*** Opening of Data records ***
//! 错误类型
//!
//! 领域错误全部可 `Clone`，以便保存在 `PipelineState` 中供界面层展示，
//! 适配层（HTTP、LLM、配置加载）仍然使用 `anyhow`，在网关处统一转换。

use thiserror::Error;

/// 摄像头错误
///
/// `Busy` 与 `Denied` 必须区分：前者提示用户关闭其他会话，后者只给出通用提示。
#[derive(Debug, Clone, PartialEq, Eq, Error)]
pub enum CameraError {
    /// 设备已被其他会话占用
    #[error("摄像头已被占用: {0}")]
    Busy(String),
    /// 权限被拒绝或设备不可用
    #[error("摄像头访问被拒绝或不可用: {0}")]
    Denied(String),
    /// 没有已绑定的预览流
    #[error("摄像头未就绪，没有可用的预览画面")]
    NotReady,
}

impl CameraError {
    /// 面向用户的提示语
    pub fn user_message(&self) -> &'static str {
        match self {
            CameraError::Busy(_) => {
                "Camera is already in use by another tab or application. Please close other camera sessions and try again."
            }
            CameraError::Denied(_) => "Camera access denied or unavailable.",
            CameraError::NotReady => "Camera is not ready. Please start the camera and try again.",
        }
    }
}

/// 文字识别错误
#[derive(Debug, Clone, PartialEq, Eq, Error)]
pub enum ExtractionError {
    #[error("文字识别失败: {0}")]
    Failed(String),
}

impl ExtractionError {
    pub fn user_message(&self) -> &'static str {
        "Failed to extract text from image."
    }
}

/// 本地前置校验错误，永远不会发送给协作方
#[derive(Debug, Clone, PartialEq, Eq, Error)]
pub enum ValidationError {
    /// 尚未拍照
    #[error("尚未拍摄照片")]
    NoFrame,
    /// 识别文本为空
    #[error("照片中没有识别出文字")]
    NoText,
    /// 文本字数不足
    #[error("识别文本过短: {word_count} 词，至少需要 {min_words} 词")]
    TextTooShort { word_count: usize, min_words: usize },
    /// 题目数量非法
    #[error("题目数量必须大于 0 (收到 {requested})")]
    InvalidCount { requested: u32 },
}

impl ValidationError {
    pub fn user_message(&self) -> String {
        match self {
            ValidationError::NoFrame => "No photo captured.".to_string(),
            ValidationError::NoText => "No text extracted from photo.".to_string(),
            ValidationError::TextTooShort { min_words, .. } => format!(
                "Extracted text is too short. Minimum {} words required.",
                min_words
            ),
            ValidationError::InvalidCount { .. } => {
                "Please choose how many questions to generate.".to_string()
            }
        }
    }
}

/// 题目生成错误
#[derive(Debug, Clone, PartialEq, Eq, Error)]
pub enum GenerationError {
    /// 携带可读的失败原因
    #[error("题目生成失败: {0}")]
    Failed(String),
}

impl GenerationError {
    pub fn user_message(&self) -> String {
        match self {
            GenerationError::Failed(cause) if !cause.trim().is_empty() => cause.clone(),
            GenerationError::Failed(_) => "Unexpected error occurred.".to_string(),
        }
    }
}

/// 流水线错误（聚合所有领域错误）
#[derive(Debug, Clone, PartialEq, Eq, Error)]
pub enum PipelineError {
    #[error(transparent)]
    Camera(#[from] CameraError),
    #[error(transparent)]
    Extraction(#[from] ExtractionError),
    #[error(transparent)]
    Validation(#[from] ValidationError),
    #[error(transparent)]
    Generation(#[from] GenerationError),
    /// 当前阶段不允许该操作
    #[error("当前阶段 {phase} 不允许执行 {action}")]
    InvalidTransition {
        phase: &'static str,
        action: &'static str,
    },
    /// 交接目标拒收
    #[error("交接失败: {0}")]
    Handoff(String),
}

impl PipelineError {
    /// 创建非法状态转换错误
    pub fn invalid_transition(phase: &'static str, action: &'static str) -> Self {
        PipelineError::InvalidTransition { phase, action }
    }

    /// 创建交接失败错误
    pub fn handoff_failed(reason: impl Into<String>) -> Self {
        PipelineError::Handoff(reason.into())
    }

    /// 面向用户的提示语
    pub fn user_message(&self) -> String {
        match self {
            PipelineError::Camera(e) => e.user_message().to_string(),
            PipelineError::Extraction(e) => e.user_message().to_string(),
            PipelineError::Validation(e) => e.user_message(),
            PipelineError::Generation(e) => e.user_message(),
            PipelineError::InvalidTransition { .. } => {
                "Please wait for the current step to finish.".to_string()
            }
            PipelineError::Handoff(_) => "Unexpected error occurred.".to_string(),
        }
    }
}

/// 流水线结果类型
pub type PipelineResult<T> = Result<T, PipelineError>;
*** Close of Data records ***
*** Opening of Data records ***
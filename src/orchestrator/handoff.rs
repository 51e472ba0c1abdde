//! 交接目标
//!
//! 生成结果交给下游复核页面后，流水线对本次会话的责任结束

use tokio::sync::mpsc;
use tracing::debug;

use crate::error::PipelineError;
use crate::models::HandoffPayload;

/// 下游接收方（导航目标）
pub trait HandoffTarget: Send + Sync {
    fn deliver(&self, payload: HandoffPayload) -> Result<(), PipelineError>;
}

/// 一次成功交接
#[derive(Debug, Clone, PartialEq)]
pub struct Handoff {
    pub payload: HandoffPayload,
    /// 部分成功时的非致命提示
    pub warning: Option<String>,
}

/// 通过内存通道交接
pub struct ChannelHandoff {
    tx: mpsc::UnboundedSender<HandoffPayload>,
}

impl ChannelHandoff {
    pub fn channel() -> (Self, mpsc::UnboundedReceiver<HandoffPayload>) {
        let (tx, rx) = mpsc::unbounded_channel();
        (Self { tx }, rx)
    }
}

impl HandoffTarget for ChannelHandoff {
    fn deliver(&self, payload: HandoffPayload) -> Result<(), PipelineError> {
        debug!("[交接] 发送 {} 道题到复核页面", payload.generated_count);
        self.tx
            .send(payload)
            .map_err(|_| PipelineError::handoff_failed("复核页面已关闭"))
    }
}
*** Close of Data records ***
== Problem ==
Reproduce each line from the data that has "ValidationError" in it.

== Answer box ==
pub enum ValidationError {
impl ValidationError {
            ValidationError::NoFrame => "No photo captured.".to_string(),
            ValidationError::NoText => "No text extracted from photo.".to_string(),
            ValidationError::TextTooShort { min_words, .. } => format!(
            ValidationError::InvalidCount { .. } => {
    Validation(#[from] ValidationError),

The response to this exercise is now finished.